# [DATA SUPPLIED]
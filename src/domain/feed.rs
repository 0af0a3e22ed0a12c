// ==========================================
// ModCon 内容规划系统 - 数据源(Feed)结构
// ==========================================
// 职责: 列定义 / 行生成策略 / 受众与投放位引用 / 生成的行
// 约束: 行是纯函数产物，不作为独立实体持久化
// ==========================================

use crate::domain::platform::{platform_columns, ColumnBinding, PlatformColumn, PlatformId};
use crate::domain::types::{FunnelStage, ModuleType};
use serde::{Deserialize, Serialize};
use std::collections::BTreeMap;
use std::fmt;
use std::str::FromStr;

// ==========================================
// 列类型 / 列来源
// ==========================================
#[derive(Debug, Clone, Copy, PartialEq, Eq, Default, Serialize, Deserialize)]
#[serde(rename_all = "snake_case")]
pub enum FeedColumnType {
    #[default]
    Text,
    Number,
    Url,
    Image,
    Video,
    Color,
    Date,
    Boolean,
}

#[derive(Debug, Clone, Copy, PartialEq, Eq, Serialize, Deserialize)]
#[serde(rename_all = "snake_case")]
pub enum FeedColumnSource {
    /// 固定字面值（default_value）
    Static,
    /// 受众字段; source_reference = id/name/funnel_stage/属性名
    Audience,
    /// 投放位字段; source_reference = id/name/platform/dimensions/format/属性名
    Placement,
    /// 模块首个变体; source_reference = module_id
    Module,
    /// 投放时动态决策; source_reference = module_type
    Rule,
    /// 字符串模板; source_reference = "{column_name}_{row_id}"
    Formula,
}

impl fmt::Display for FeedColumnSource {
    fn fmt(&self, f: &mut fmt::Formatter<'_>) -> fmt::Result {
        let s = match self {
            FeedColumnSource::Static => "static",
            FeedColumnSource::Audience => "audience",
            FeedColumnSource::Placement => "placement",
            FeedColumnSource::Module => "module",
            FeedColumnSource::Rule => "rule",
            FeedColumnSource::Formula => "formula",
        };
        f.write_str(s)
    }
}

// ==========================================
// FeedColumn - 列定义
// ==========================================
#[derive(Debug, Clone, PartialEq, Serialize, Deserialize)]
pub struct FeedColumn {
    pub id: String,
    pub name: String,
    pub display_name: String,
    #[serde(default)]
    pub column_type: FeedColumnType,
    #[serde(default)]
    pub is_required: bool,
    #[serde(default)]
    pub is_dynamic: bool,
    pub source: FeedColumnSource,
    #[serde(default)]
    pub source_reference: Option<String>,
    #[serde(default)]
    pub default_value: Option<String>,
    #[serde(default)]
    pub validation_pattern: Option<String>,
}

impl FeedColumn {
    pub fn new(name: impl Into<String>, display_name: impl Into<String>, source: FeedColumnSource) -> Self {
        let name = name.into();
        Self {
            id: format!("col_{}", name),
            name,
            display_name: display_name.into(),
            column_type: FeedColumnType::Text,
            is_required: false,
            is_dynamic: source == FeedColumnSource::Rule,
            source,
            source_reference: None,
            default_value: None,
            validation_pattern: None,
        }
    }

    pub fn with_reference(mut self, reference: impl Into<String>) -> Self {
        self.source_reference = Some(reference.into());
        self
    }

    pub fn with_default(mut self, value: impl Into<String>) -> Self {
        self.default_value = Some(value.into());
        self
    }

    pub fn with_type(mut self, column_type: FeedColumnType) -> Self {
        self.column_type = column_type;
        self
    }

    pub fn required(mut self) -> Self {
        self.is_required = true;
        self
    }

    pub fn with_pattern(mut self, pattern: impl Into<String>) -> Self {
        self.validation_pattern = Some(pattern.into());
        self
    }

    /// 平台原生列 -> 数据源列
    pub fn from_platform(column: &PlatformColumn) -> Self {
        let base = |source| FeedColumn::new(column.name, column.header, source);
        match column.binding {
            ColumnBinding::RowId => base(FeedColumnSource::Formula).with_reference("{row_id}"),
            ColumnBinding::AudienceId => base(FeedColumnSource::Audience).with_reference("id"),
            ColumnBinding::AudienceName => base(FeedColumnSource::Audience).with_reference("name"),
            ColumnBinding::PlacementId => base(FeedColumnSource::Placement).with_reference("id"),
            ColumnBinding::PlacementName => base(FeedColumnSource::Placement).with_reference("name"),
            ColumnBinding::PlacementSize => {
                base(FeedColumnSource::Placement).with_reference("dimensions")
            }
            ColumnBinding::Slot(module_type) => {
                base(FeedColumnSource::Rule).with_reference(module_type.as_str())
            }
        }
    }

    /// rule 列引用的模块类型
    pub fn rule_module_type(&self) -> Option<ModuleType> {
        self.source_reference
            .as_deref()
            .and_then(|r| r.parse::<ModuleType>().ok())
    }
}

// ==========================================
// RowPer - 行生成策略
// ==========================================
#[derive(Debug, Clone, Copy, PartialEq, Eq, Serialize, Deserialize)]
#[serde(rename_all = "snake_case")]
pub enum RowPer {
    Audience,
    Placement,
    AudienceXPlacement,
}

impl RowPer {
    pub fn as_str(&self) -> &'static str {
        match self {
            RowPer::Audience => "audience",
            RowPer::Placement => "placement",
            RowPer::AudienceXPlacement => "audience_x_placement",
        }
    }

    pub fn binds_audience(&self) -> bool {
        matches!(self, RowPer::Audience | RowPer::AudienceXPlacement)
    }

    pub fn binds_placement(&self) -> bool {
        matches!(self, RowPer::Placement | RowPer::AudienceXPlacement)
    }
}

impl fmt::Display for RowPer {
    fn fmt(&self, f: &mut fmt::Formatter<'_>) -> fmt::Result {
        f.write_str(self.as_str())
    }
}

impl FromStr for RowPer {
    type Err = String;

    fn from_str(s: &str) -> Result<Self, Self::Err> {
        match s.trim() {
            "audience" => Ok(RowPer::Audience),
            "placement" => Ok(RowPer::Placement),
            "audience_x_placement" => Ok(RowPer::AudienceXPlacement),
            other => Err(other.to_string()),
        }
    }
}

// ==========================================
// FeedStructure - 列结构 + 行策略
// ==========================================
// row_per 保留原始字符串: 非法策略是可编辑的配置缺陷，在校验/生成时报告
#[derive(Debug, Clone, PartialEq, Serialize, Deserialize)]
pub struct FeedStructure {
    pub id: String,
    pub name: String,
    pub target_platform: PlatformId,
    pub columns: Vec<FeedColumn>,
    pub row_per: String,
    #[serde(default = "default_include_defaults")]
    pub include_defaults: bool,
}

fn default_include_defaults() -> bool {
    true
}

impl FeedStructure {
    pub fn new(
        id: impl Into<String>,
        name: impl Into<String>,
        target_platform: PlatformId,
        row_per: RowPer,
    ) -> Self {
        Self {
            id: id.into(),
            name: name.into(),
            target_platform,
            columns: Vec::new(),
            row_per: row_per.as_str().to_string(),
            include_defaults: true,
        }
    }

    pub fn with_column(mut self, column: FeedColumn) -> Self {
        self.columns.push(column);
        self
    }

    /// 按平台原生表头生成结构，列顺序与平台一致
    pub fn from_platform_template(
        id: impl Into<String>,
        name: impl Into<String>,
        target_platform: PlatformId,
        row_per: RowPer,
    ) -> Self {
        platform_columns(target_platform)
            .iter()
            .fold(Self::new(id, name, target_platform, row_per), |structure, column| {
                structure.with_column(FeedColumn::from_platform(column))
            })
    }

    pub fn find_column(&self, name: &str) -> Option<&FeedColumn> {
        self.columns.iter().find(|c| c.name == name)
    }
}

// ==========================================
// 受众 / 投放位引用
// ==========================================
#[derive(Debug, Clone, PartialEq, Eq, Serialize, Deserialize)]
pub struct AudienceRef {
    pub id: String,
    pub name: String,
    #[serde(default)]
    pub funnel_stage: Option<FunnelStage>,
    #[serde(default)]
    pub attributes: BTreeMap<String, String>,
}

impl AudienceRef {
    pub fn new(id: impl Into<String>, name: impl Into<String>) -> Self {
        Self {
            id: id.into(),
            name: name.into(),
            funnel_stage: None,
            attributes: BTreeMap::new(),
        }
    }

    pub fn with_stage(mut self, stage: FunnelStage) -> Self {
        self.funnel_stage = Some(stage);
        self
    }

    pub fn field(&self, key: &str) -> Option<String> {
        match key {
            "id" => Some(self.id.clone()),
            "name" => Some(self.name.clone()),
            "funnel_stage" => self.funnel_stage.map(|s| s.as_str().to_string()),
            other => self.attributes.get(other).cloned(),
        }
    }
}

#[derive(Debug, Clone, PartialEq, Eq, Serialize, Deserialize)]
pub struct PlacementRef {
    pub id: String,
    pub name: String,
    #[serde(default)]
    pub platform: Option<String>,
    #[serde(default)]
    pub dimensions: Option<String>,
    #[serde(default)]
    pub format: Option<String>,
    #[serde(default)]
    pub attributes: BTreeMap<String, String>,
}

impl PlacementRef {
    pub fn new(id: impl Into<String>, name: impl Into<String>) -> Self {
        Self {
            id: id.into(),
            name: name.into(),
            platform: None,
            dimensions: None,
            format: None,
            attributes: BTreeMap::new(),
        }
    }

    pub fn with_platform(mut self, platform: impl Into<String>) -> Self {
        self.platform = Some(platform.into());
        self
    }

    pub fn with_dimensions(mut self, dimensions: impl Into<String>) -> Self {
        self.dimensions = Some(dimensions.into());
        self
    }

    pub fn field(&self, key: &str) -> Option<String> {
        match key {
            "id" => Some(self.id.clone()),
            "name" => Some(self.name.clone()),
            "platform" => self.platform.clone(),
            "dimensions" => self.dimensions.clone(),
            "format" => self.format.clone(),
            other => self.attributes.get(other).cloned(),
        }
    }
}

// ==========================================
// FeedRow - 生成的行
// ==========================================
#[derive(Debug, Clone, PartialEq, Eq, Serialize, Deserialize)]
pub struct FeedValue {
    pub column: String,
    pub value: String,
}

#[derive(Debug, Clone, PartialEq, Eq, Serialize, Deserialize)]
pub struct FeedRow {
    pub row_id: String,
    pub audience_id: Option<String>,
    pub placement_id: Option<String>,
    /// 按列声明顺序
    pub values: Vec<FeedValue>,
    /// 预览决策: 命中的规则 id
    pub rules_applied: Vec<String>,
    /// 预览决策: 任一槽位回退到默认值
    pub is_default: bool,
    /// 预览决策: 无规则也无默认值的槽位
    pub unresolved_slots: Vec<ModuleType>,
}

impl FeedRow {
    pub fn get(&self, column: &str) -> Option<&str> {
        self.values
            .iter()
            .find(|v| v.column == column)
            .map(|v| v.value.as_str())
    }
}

# [INSTRUCTIONS TO FOLLOW]
Would you copy out exactly the lines above that start at the one containing "self.is_required = true;" and end at the one containing "pub fn from_platform(column: &PlatformColumn)", inclusive?

# [EXERCISE OUTPUT]
        self.is_required = true;
        self
    }

    pub fn with_pattern(mut self, pattern: impl Into<String>) -> Self {
        self.validation_pattern = Some(pattern.into());
        self
    }

    /// 平台原生列 -> 数据源列
    pub fn from_platform(column: &PlatformColumn) -> Self {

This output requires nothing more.